Perhaps the Red Sox strongest asset this season was their unity. Never was that more evident than in the days following the Boston Marathon bombing, but it never faded as time marched on. It actually grew, in the form of beards that many of the Red Sox stars are currently sporting. The look isn't appealing to everybody, but it doesn't have to be. It's what connects them and makes them a team. It's their identity.
Koji Uehara’s emergence as closer
Boston started the season with Joel Hanrahan in the closer's role, but he only lasted nine appearances before tearing a tendon in his elbow that required Tommy John surgery. Next, John Farrell turned to experienced closer Andrew Bailey (81 saves in four season), but reoccurring biceps and shoulder injuries would end his season in June again necessitating a change. Barring a trade, that left 38-year-old Koji Uehera as the next logical choice, and boy are the Red Sox lucky they didn’t panic and look elsewhere.
After taking over the role for good on June 26, Uehara notched 20 saves in 22 chances. He also posted a 0.41 ERA in 41 appearances overall, and held opponents to a .097 average with a .260 OPS over that stretch. The word dominant isn’t strong effort. He was simply on a level above everyone else, especially when he hit his stride in early July.
Over a nine-week, 27-appearance stretch beginning on July 9, Uehera didn’t allow a run in 30 2/3 innings. From the last batter in his appearance on Aug. 17 to the first he faced on Sept. 17 — 37 batters overall — he didn’t allow a single base runner. All the while he was racking up strikeouts — 101 in 74 1/3 total innings — and solidifying one of the greatest seasons from a reliever in MLB history.
Without him, the Red Sox ninth innings could have been a mess over the final three months, and the AL East may have gone as far south as Tampa.
Ran over the Yankees and Rays
Neither the Red Sox or the Yankees are above kicking the other while they're down. That's exactly what the Red Sox did this season, winning 13 of their 19 matchups and outscoring New York 120-85. That was by far Boston's biggest run differential against a single opponent, but they were also really good against the Tampa Bay Rays, winning 12 of those 19 matchups. When you beat up on the teams you're in direct competition with, and even eliminate one in the postseason, you've definitely earned your spot in the World Series.
No losing months
You can't win a division in April, but you can certainly lose it. The Red Sox didn't have to worry about that though, going 18-8 out of the blocks in the first month. After leveling at 15-15 in May, the Red Sox were at least four games over .500 in each of the final four months. The finish was especially strong, as they finished September 16-9. Consistency goes a long way, and so does winning. The Red Sox were good at both.

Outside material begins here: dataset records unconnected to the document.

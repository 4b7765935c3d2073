//! `descent.toml` loading with defaults for every key.

use std::{
    fs, io,
    path::{Path, PathBuf},
};

use anyhow::{Context, Result as AnyResult};
use descent_system_solver::SolverConfig;
use serde::Deserialize;

/// Effective settings of one CLI invocation.
#[derive(Clone, Debug, PartialEq, Eq)]
pub(crate) struct Config {
    /// Directory holding one sub-directory per level.
    pub(crate) levels_dir: PathBuf,
    /// Directory receiving solution transcripts.
    pub(crate) solutions_dir: PathBuf,
    /// Expanded-state interval between progress events.
    pub(crate) progress_interval: u64,
    /// Fallback log filter when `RUST_LOG` is unset.
    pub(crate) log_filter: String,
}

impl Default for Config {
    fn default() -> Self {
        TomlConfig::default().into()
    }
}

impl Config {
    /// Reads the file at `path`; a missing file yields the defaults.
    pub(crate) fn load(path: &Path) -> AnyResult<Self> {
        match fs::read_to_string(path) {
            Ok(text) => Self::parse(&text)
                .with_context(|| format!("failed to parse config {}", path.display())),
            Err(error) if error.kind() == io::ErrorKind::NotFound => Ok(Self::default()),
            Err(error) => {
                Err(error).with_context(|| format!("failed to read config {}", path.display()))
            }
        }
    }

    pub(crate) fn parse(text: &str) -> Result<Self, toml::de::Error> {
        toml::from_str::<TomlConfig>(text).map(Self::from)
    }

    /// Applies command-line overrides on top of the file values.
    #[must_use]
    pub(crate) fn with_overrides(
        mut self,
        levels_dir: Option<PathBuf>,
        solutions_dir: Option<PathBuf>,
    ) -> Self {
        if let Some(levels_dir) = levels_dir {
            self.levels_dir = levels_dir;
        }
        if let Some(solutions_dir) = solutions_dir {
            self.solutions_dir = solutions_dir;
        }
        self
    }

    pub(crate) fn solver_config(&self) -> SolverConfig {
        SolverConfig {
            progress_interval: self.progress_interval,
        }
    }
}

// TOML schema

#[derive(Deserialize, Debug, Default)]
struct TomlConfig {
    #[serde(default)]
    paths: TomlPaths,
    #[serde(default)]
    search: TomlSearch,
    #[serde(default)]
    log: TomlLog,
}

#[derive(Deserialize, Debug)]
struct TomlPaths {
    #[serde(default = "default_levels_dir")]
    levels_dir: PathBuf,
    #[serde(default = "default_solutions_dir")]
    solutions_dir: PathBuf,
}

#[derive(Deserialize, Debug)]
struct TomlSearch {
    #[serde(default = "default_progress_interval")]
    progress_interval: u64,
}

#[derive(Deserialize, Debug)]
struct TomlLog {
    #[serde(default = "default_log_filter")]
    filter: String,
}

impl Default for TomlPaths {
    fn default() -> Self {
        Self {
            levels_dir: default_levels_dir(),
            solutions_dir: default_solutions_dir(),
        }
    }
}

impl Default for TomlSearch {
    fn default() -> Self {
        Self {
            progress_interval: default_progress_interval(),
        }
    }
}

impl Default for TomlLog {
    fn default() -> Self {
        Self {
            filter: default_log_filter(),
        }
    }
}

impl From<TomlConfig> for Config {
    fn from(toml: TomlConfig) -> Self {
        Self {
            levels_dir: toml.paths.levels_dir,
            solutions_dir: toml.paths.solutions_dir,
            progress_interval: toml.search.progress_interval,
            log_filter: toml.log.filter,
        }
    }
}

fn default_levels_dir() -> PathBuf {
    PathBuf::from("levels")
}

fn default_solutions_dir() -> PathBuf {
    PathBuf::from("solutions")
}

fn default_progress_interval() -> u64 {
    SolverConfig::default().progress_interval
}

fn default_log_filter() -> String {
    "info".to_owned()
}
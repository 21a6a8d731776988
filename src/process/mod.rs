//! Spawn commands and capture stdout and stderr as one timestamped stream

mod stream;

pub use stream::{stamp_stderr, stamp_stdout, timestamp};

use crate::error::ProcessError;
use std::path::Path;
use std::process::Stdio;
use std::sync::atomic::{AtomicUsize, Ordering};
use std::time::{Duration, Instant};
use tokio::process::Command;
use tokio::sync::mpsc;
use tracing::{debug, warn};

use stream::{forward_lines, StreamKind};

#[derive(Debug, Clone)]
pub struct ProcessOutcome {
    pub success: bool,
    pub exit_code: Option<i32>,
    /// Merged stdout/stderr in arrival order, one stamped line per entry
    pub output: String,
    pub duration: Duration,
}

/// Runs commands in allow-fail mode and keeps count of spawned and live children
#[derive(Debug, Default)]
pub struct ProcessRunner {
    spawned: AtomicUsize,
    live: AtomicUsize,
}

impl ProcessRunner {
    pub fn new() -> Self {
        Self::default()
    }

    pub fn reset_process_count(&self) {
        self.spawned.store(0, Ordering::SeqCst);
    }

    pub fn spawned(&self) -> usize {
        self.spawned.load(Ordering::SeqCst)
    }

    pub fn live(&self) -> usize {
        self.live.load(Ordering::SeqCst)
    }

    /// Check that no child outlived its run. Returns the number still live.
    pub fn sanitize(&self) -> usize {
        let live = self.live();
        if live > 0 {
            warn!("{} processes still running at cleanup", live);
        } else {
            debug!("{} processes spawned, none left running", self.spawned());
        }
        live
    }

    /// Run `argv` in `cwd`. A non-zero exit is a normal outcome, not an error.
    pub async fn run(&self, cwd: &Path, argv: &[String]) -> Result<ProcessOutcome, ProcessError> {
        let (program, args) = argv.split_first().ok_or(ProcessError::EmptyCommand)?;

        let mut cmd = Command::new(program);
        cmd.args(args)
            .current_dir(cwd)
            .stdin(Stdio::null())
            .stdout(Stdio::piped())
            .stderr(Stdio::piped())
            .kill_on_drop(true);

        let start = Instant::now();
        let mut child = cmd.spawn().map_err(|e| ProcessError::Spawn {
            program: program.clone(),
            cwd: cwd.to_path_buf(),
            source: e,
        })?;
        self.spawned.fetch_add(1, Ordering::SeqCst);
        self.live.fetch_add(1, Ordering::SeqCst);
        let _live = LiveGuard(&self.live);

        let (tx, mut rx) = mpsc::unbounded_channel();
        if let Some(stdout) = child.stdout.take() {
            tokio::spawn(forward_lines(stdout, StreamKind::Stdout, tx.clone()));
        }
        if let Some(stderr) = child.stderr.take() {
            tokio::spawn(forward_lines(stderr, StreamKind::Stderr, tx.clone()));
        }
        drop(tx);

        let mut lines = Vec::new();
        while let Some(line) = rx.recv().await {
            lines.push(line);
        }

        let status = child.wait().await?;
        debug!("{} exited with {} after {:?}", program, status, start.elapsed());

        Ok(ProcessOutcome {
            success: status.success(),
            exit_code: status.code(),
            output: lines.join("\n"),
            duration: start.elapsed(),
        })
    }
}

struct LiveGuard<'a>(&'a AtomicUsize);

impl Drop for LiveGuard<'_> {
    fn drop(&mut self) {
        self.0.fetch_sub(1, Ordering::SeqCst);
    }
}
use crossterm::cursor::{Hide, MoveTo, Show};
use crossterm::terminal::{Clear, ClearType};
use crossterm::{execute, queue};
use std::io::{self, Write};
use tracing::warn;

pub fn clear_screen<W: Write>(out: &mut W) -> io::Result<()> {
    queue!(out, Clear(ClearType::All), MoveTo(0, 0))
}

/// Hides the cursor while alive and shows it again exactly once on drop
pub struct CursorGuard<'a, W: Write> {
    out: &'a mut W,
}

impl<'a, W: Write> CursorGuard<'a, W> {
    pub fn hide(out: &'a mut W) -> io::Result<Self> {
        execute!(out, Hide)?;
        Ok(Self { out })
    }
}

impl<W: Write> Drop for CursorGuard<'_, W> {
    fn drop(&mut self) {
        if let Err(e) = execute!(self.out, Show) {
            warn!("Failed to restore cursor: {}", e);
        }
    }
}
use clap::Parser;
use pre_commit_progress::Verdict;
use tracing_subscriber::{fmt, EnvFilter};

mod cli;

use cli::{Cli, Commands};

#[tokio::main]
async fn main() -> anyhow::Result<()> {
    let cli = Cli::parse();

    // Initialize tracing - only show logs with --verbose
    let filter = if cli.verbose {
        EnvFilter::new("pre_commit_progress=debug")
    } else {
        EnvFilter::new("pre_commit_progress=warn")
    };

    // stdout belongs to the status view
    fmt()
        .with_env_filter(filter)
        .with_target(false)
        .with_writer(std::io::stderr)
        .init();

    match cli.command {
        Commands::Run(args) => {
            let verdict = cli::run::execute(args).await?;
            if verdict != Verdict::Passed {
                std::process::exit(verdict.exit_code());
            }
            Ok(())
        }
        Commands::Schema => cli::schema::execute(),
    }
}
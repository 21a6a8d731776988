use super::DiffPredicate;
use crate::error::DiffError;
use async_trait::async_trait;
use std::path::PathBuf;
use std::process::Stdio;
use tokio::process::Command;
use tracing::debug;

/// Diff predicate backed by `git diff --exit-code`
#[derive(Debug, Clone, Default)]
pub struct GitDiff {
    /// Directory git runs in; the process cwd when unset
    repo: Option<PathBuf>,
}

impl GitDiff {
    pub fn in_repo(repo: impl Into<PathBuf>) -> Self {
        Self {
            repo: Some(repo.into()),
        }
    }

    fn git(&self) -> Command {
        let mut command = Command::new("git");
        if let Some(repo) = &self.repo {
            command.current_dir(repo);
        }
        command.stdin(Stdio::null());
        command
    }

    /// Resolve `git merge-base <branch> HEAD` to a commit hash
    pub async fn merge_base(&self, branch: &str) -> Result<String, DiffError> {
        let output = self
            .git()
            .args(["merge-base", branch, "HEAD"])
            .output()
            .await
            .map_err(|e| DiffError::Spawn {
                path: branch.to_string(),
                source: e,
            })?;

        if !output.status.success() {
            let stderr = String::from_utf8_lossy(&output.stderr);
            return Err(DiffError::MergeBase {
                branch: branch.to_string(),
                stderr: stderr.trim().to_string(),
            });
        }

        Ok(String::from_utf8_lossy(&output.stdout).trim().to_string())
    }
}

/// Arguments for `git diff` checking one path
pub fn diff_args(path: &str, staged_only: bool, diff_ref: Option<&str>) -> Vec<String> {
    let mut args = vec!["diff".to_string()];
    if staged_only {
        args.push("--cached".to_string());
    }
    args.push("--exit-code".to_string());
    if let Some(reference) = diff_ref.filter(|r| !r.is_empty()) {
        args.push(reference.to_string());
    }
    args.push("--".to_string());
    args.push(path.to_string());
    args
}

#[async_trait]
impl DiffPredicate for GitDiff {
    async fn has_diff(
        &self,
        path: &str,
        staged_only: bool,
        diff_ref: Option<&str>,
    ) -> Result<bool, DiffError> {
        let args = diff_args(path, staged_only, diff_ref);
        debug!("git {}", args.join(" "));

        let status = self
            .git()
            .args(&args)
            .stdout(Stdio::null())
            .stderr(Stdio::null())
            .status()
            .await
            .map_err(|e| DiffError::Spawn {
                path: path.to_string(),
                source: e,
            })?;

        // --exit-code: 0 means no changes, 1 means the path differs
        match status.code() {
            Some(0) => Ok(false),
            Some(1) => Ok(true),
            _ => Err(DiffError::GitDiff {
                path: path.to_string(),
                status: status.to_string(),
            }),
        }
    }
}

/// `git merge-base <branch> HEAD` in the current directory
pub async fn resolve_merge_base(branch: &str) -> Result<String, DiffError> {
    GitDiff::default().merge_base(branch).await
}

Over his first 20 starts, Jon Lester was 8-6 with a 4.58 ERA. Over this start last 16 starts including the postseason, he's 9-3 with a 2.52 ERA. The Red Sox really needed the lift, especially after Clay Buchholz went down in May with shoulder problems. The addition of Jake Peavy helped, too, but Boston's pitching finds its groove when Lester does.
The ALCS grand slams
Two swings of the bat changed the ALCS entirely. The first is a postseason moment that will live forever for several reasons. Torii Hunter’s terrific effort as he tumbled over the short wall into the bullpen. The celebrating cop nearby. The Red Sox bullpen catcher catching the ball on the fly. But most importantly to Red Sox fans, it will be remembered for the outcome.
The Red Sox were trailing 5-1 in eighth inning and on the verge of falling down 0-2 to the Detroit Tigers, but once Ortiz‘s grand slam cleared the wall, tying the game at five, they were reborn. The season that was slipping away was there to be taken again. In Game 6, they grabbed it thanks to Shane Victorino. His go-ahead slam in the seventh inning sealed Detroit's fate, and clinched the Red Sox their 12th World Series appearance.